También hay islas que se han convertido en destinos preferidos por el turismo natural:
Las Zimbres, al norte de Argelia, son un tesoro del matorral noble, maquis o Garriga mediterránea: algarrobos enanos, lentiscos, ajenjos y tomillos sirven de refugio a un increíble número de cabras, conejos, ratas y culebras. Spetses (Grecia) destaca por su magnífica flora entre las que sobresalen los bosques de pinares y los campos de adelfas. Y Kórcula (Dalmacia), por la presencia de abundantes pinedas contiguas a sus arenosas playas, donde se produce el milagro de poder bañarse oliendo a resina verde y escuchando el concierto de las cigarras, como en pleno campo. Placer que se ha perdido en casi todas las playas mediterráneas con su masiva invasión turística.
Algunas islas están todavía cubiertas por la vegetación natural mediterránea, y son casi únicas en su género.En Gavdos (Grecia) se ha conservado intacto el bosque de sabinares costeros, natural de las dunas y playas arenosas, que hoy día está declarado espacio protegido, a diferencia de lo que ha sucedido en otras tantas costas mediterráneas.

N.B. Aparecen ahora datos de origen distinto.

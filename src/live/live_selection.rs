use std::{cell::RefCell, collections::BTreeMap, rc::Rc};

use log::{debug, warn};
use serde_json::Value;

use crate::{
    document::{Change, Document, Subscription},
    errors::ModelError,
    live::{Selection, live_range::transformed_by_change},
    model::{Attributes, GRAVEYARD_ROOT_NAME, Item, Model, Node, Position, Range},
    operation::OperationKind,
};

/// Where a selection attribute came from.
#[derive(Debug, Clone, Copy, PartialEq, Eq)]
pub enum AttributePriority {
    /// Set or removed through the selection's API.
    Normal,
    /// Taken over from the text around the selection.
    Low,
}

type RangeListener = Box<dyn FnMut(bool)>;
type AttributeListener = Box<dyn FnMut(&[String], bool)>;

struct State {
    selection: Selection,
    default_root: String,
    /// Used whenever no range is set explicitly.
    default_range: Range,
    priorities: BTreeMap<String, AttributePriority>,
    subscription: Option<Subscription>,
    range_listeners: Vec<RangeListener>,
    attribute_listeners: Vec<AttributeListener>,
}

impl State {
    /// The explicit ranges, or the default range when there are none.
    fn effective(&self) -> Selection {
        let mut selection = self.selection.clone();
        if selection.range_count() == 0 {
            selection.collapse(self.default_range.start().clone());
            if !self.default_range.is_collapsed() {
                let _ = selection.set_focus(self.default_range.end().clone());
            }
        }

        selection
    }

    fn first_range(&self) -> Range {
        self.selection
            .first_range()
            .cloned()
            .unwrap_or_else(|| self.default_range.clone())
    }
}

/// The user's selection: ranges following the document like live ranges,
/// plus the attributes text typed at the selection would get.
///
/// There is always at least one range. When none is set, a caret at the first
/// valid position of the default root is used.
#[derive(Clone)]
pub struct LiveSelection {
    state: Rc<RefCell<State>>,
}

impl std::fmt::Debug for LiveSelection {
    fn fmt(&self, f: &mut std::fmt::Formatter<'_>) -> std::fmt::Result {
        let state = self.state.borrow();
        f.debug_struct("LiveSelection")
            .field("selection", &state.effective())
            .field("priorities", &state.priorities)
            .finish_non_exhaustive()
    }
}

impl LiveSelection {
    pub fn new(document: &mut Document) -> Self {
        let default_root = document.model().default_root_name().to_owned();
        let state = Rc::new(RefCell::new(State {
            default_range: default_range(document.model(), &default_root),
            default_root,
            selection: Selection::new(),
            priorities: BTreeMap::new(),
            subscription: None,
            range_listeners: Vec::new(),
            attribute_listeners: Vec::new(),
        }));

        let weak = Rc::downgrade(&state);
        let subscription = document.subscribe(move |change, model| {
            if let Some(state) = weak.upgrade() {
                update(&state, change, model);
            }
        });
        state.borrow_mut().subscription = Some(subscription);

        Self { state }
    }

    /// Plain copy of the current ranges and attributes.
    pub fn selection(&self) -> Selection { self.state.borrow().effective() }

    pub fn ranges(&self) -> Vec<Range> { self.selection().ranges().to_vec() }

    pub fn range_count(&self) -> usize { self.state.borrow().selection.range_count().max(1) }

    /// Whether no range was set and the default range is in use.
    pub fn is_default_range(&self) -> bool { self.state.borrow().selection.range_count() == 0 }

    pub fn first_range(&self) -> Range { self.state.borrow().first_range() }

    pub fn anchor(&self) -> Position {
        let state = self.state.borrow();
        state
            .selection
            .anchor()
            .unwrap_or_else(|| state.default_range.start())
            .clone()
    }

    pub fn focus(&self) -> Position {
        let state = self.state.borrow();
        state
            .selection
            .focus()
            .unwrap_or_else(|| state.default_range.end())
            .clone()
    }

    pub fn is_collapsed(&self) -> bool { self.selection().is_collapsed() }

    pub fn is_backward(&self) -> bool { self.state.borrow().selection.is_backward() }

    pub fn is_attached(&self) -> bool {
        self.state
            .borrow()
            .subscription
            .as_ref()
            .is_some_and(Subscription::is_active)
    }

    /// Ranges inside the graveyard are skipped with a warning.
    pub fn set_ranges(
        &mut self,
        model: &Model,
        ranges: impl IntoIterator<Item = Range>,
        backward: bool,
    ) -> Result<(), ModelError> {
        let ranges = ranges.into_iter().filter(outside_graveyard).collect::<Vec<_>>();
        self.change_ranges(model, |selection| selection.set_ranges(ranges, backward))
    }

    pub fn add_range(&mut self, model: &Model, range: Range, backward: bool) -> Result<(), ModelError> {
        if !outside_graveyard(&range) {
            return Ok(());
        }

        self.change_ranges(model, |selection| selection.add_range(range, backward))
    }

    /// Falls back to the default range.
    pub fn remove_all_ranges(&mut self, model: &Model) {
        let _ = self.change_ranges(model, |selection| {
            selection.remove_all_ranges();
            Ok(())
        });
    }

    pub fn collapse(&mut self, model: &Model, position: Position) {
        if !outside_graveyard(&Range::collapsed(position.clone())) {
            return;
        }

        let _ = self.change_ranges(model, |selection| {
            selection.collapse(position);
            Ok(())
        });
    }

    pub fn set_focus(&mut self, model: &Model, position: Position) -> Result<(), ModelError> {
        if self.is_default_range() {
            let anchor = self.anchor();
            self.state.borrow_mut().selection.collapse(anchor);
        }

        self.change_ranges(model, |selection| selection.set_focus(position))
    }

    /// Applies a direct range change, then re-derives every attribute from
    /// scratch.
    fn change_ranges(
        &mut self,
        model: &Model,
        change: impl FnOnce(&mut Selection) -> Result<(), ModelError>,
    ) -> Result<(), ModelError> {
        let changed_keys = {
            let mut state = self.state.borrow_mut();
            change(&mut state.selection)?;
            state.default_range = default_range(model, &state.default_root);
            refresh_attributes(&mut state, model, true)
        };

        emit_range_change(&self.state, true);
        if !changed_keys.is_empty() {
            emit_attribute_change(&self.state, &changed_keys, false);
        }

        Ok(())
    }

    pub fn attributes(&self) -> Attributes { self.state.borrow().selection.attributes().clone() }

    pub fn get_attribute(&self, key: &str) -> Option<Value> {
        self.state.borrow().selection.get_attribute(key).cloned()
    }

    pub fn has_attribute(&self, key: &str) -> bool { self.state.borrow().selection.has_attribute(key) }

    /// Priority of the latest write of `key`, including removals.
    pub fn attribute_priority(&self, key: &str) -> Option<AttributePriority> {
        self.state.borrow().priorities.get(key).copied()
    }

    /// The value sticks until the ranges are changed directly, whatever the
    /// surrounding text has.
    pub fn set_attribute(&mut self, key: &str, value: Value) {
        let changed = {
            let mut state = self.state.borrow_mut();
            state.priorities.insert(key.to_owned(), AttributePriority::Normal);
            state.selection.set_attribute(key, value)
        };

        if changed {
            emit_attribute_change(&self.state, &[key.to_owned()], true);
        }
    }

    /// The attribute is not taken over from the surrounding text again until
    /// the ranges are changed directly.
    pub fn remove_attribute(&mut self, key: &str) {
        let removed = {
            let mut state = self.state.borrow_mut();
            state.priorities.insert(key.to_owned(), AttributePriority::Normal);
            state.selection.remove_attribute(key)
        };

        if removed {
            emit_attribute_change(&self.state, &[key.to_owned()], true);
        }
    }

    pub fn clear_attributes(&mut self) {
        let removed = {
            let mut state = self.state.borrow_mut();
            let removed = state.selection.clear_attributes();
            for key in &removed {
                state.priorities.insert(key.clone(), AttributePriority::Normal);
            }
            removed
        };

        if !removed.is_empty() {
            emit_attribute_change(&self.state, &removed, true);
        }
    }

    /// Called with whether the change came through the selection's API
    /// (`true`) or from the document changing under it.
    pub fn on_range_change(&self, listener: impl FnMut(bool) + 'static) {
        self.state.borrow_mut().range_listeners.push(Box::new(listener));
    }

    /// Called with the changed keys and whether they were set through the
    /// selection's API.
    pub fn on_attribute_change(&self, listener: impl FnMut(&[String], bool) + 'static) {
        self.state.borrow_mut().attribute_listeners.push(Box::new(listener));
    }

    /// Stops following the document and drops every listener.
    pub fn destroy(&mut self, document: &mut Document) {
        let mut state = self.state.borrow_mut();
        if let Some(subscription) = state.subscription.take() {
            document.unsubscribe(&subscription);
        }
        state.range_listeners.clear();
        state.attribute_listeners.clear();
    }
}

fn outside_graveyard(range: &Range) -> bool {
    if range.root() == GRAVEYARD_ROOT_NAME {
        warn!("Refusing to select {range} inside the graveyard");
        return false;
    }

    true
}

fn default_range(model: &Model, root: &str) -> Range {
    Range::collapsed(
        model
            .first_caret_position(root)
            .unwrap_or_else(|| Position::new(root, vec![0])),
    )
}

fn update(state: &RefCell<State>, change: &Change, model: &Model) {
    let (ranges_changed, changed_keys) = {
        let mut state = state.borrow_mut();
        let old_ranges = state.selection.ranges().to_vec();
        let old_default = state.default_range.clone();
        let backward = state.selection.is_backward();

        state.selection.remove_all_ranges();
        for range in &old_ranges {
            let mut transformed = transformed_by_change(range, change);
            if transformed.root() == GRAVEYARD_ROOT_NAME {
                let Some(recovered) = recovered(model, change, range) else {
                    debug!("Dropping selection range {range}, no caret position is left");
                    continue;
                };
                transformed = recovered;
            }

            // Ranges that got merged into another one are dropped.
            if let Err(error) = state.selection.add_range(transformed, backward) {
                debug!("Dropping selection range: {error}");
            }
        }

        let default_root = state.default_root.clone();
        state.default_range = default_range(model, &default_root);

        let ranges_changed = if old_ranges.is_empty() {
            state.default_range != old_default
        } else {
            state.selection.ranges() != old_ranges.as_slice()
        };

        (ranges_changed, refresh_attributes(&mut state, model, false))
    };

    if ranges_changed {
        emit_range_change(state, false);
    }
    if !changed_keys.is_empty() {
        emit_attribute_change(state, &changed_keys, false);
    }
}

/// Caret replacing a range whose content went to the graveyard: the nearest
/// caret position to where the content was taken from, else the start of the
/// range's root.
fn recovered(model: &Model, change: &Change, range: &Range) -> Option<Range> {
    let source = match &change.operation.kind {
        OperationKind::Move(span) | OperationKind::Remove(span) | OperationKind::Reinsert(span) => {
            model.nearest_caret_position(&span.source_position)
        }
        _ => None,
    };

    source
        .or_else(|| model.first_caret_position(range.root()))
        .map(Range::collapsed)
}

/// Attributes of the text before a caret (else after it), or of the first
/// text inside a non-collapsed range.
fn surrounding_attributes(model: &Model, range: &Range) -> Attributes {
    let text = if range.is_collapsed() {
        [model.node_before(range.start()), model.node_after(range.start())]
            .into_iter()
            .flatten()
            .find_map(Node::as_text)
            .map(|text| text.attributes.clone())
    } else {
        range.items(model).find_map(|value| match value.item {
            Item::Text(proxy) => Some(proxy.attributes().clone()),
            Item::Element(_) => None,
        })
    };

    text.unwrap_or_default()
}

/// Takes the attributes over from the surrounding text with low priority.
/// Attributes written through the API are kept unless `clear_all` is set.
/// Returns the keys whose value changed.
fn refresh_attributes(state: &mut State, model: &Model, clear_all: bool) -> Vec<String> {
    let before = state.selection.attributes().clone();
    let derived = surrounding_attributes(model, &state.first_range());

    if clear_all {
        state.selection.clear_attributes();
        state.priorities.clear();
    }

    let stale = state
        .priorities
        .iter()
        .filter(|(key, priority)| **priority == AttributePriority::Low && !derived.contains_key(*key))
        .map(|(key, _)| key.clone())
        .collect::<Vec<_>>();
    for key in stale {
        state.priorities.remove(&key);
        state.selection.remove_attribute(&key);
    }

    for (key, value) in derived {
        if state.priorities.get(&key) == Some(&AttributePriority::Normal) {
            continue;
        }

        state.priorities.insert(key.clone(), AttributePriority::Low);
        state.selection.set_attribute(key, value);
    }

    let after = state.selection.attributes();
    let mut changed = before
        .keys()
        .chain(after.keys())
        .filter(|key| before.get(*key) != after.get(*key))
        .cloned()
        .collect::<Vec<_>>();
    changed.sort();
    changed.dedup();

    changed
}

fn emit_range_change(state: &RefCell<State>, direct: bool) {
    let mut listeners = std::mem::take(&mut state.borrow_mut().range_listeners);
    for listener in &mut listeners {
        listener(direct);
    }

    let mut state = state.borrow_mut();
    listeners.append(&mut state.range_listeners);
    state.range_listeners = listeners;
}

fn emit_attribute_change(state: &RefCell<State>, keys: &[String], direct: bool) {
    let mut listeners = std::mem::take(&mut state.borrow_mut().attribute_listeners);
    for listener in &mut listeners {
        listener(keys, direct);
    }

    let mut state = state.borrow_mut();
    listeners.append(&mut state.attribute_listeners);
    state.attribute_listeners = listeners;
}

El caso más raro es Sigir, en Lesbos (Egeo,Grecia). Conserva los restos de un bosque petrificado. Las erupciones volcánicas, que tuvieron lugar cubrieron con un manto de lava y cenizas la madera de los antiguos árboles, convirtiéndola en roca.
La vegetación natural de las islas mediterráneas destaca por la presencia de familias únicas en su género, auténticos tesoros vegetales. El aislamiento secular ha hecho que hayan surgidos estas familias propias de árboles mediterráneos. Además, el pequeño territorio de las islas hace que se haya producido una frecuente hibridación entre árboles que forman familias diferenciadas en el continente como encinas, alcornoques, robles, y pinos, cedros o abetos.
Destacan al respecto las grandes islas. Sicilia, por su gran tamaño, acoge árboles endémicos como el Abies nebrodensis y almeces únicos en su género. En Creta, hay un cedro y un roble propios de la isla, el Cedrus brevifolia y Quercus alnifolia.
Los abetos han creado familias propias en algunas islas mediterráneas como el pinabete, o abeto blanco o meridional de las islas griegas, o el pino negro de las islas dalmáticas. También han surgido parientes singulares de la encina o el alcornoque como la encina eubea de la isla griega de dicho nombre o la verde, propia de las islas de Dodecaneso griego. Incluso, la misma diversidad se da en el sotobosque con especies propias como el madroño griego.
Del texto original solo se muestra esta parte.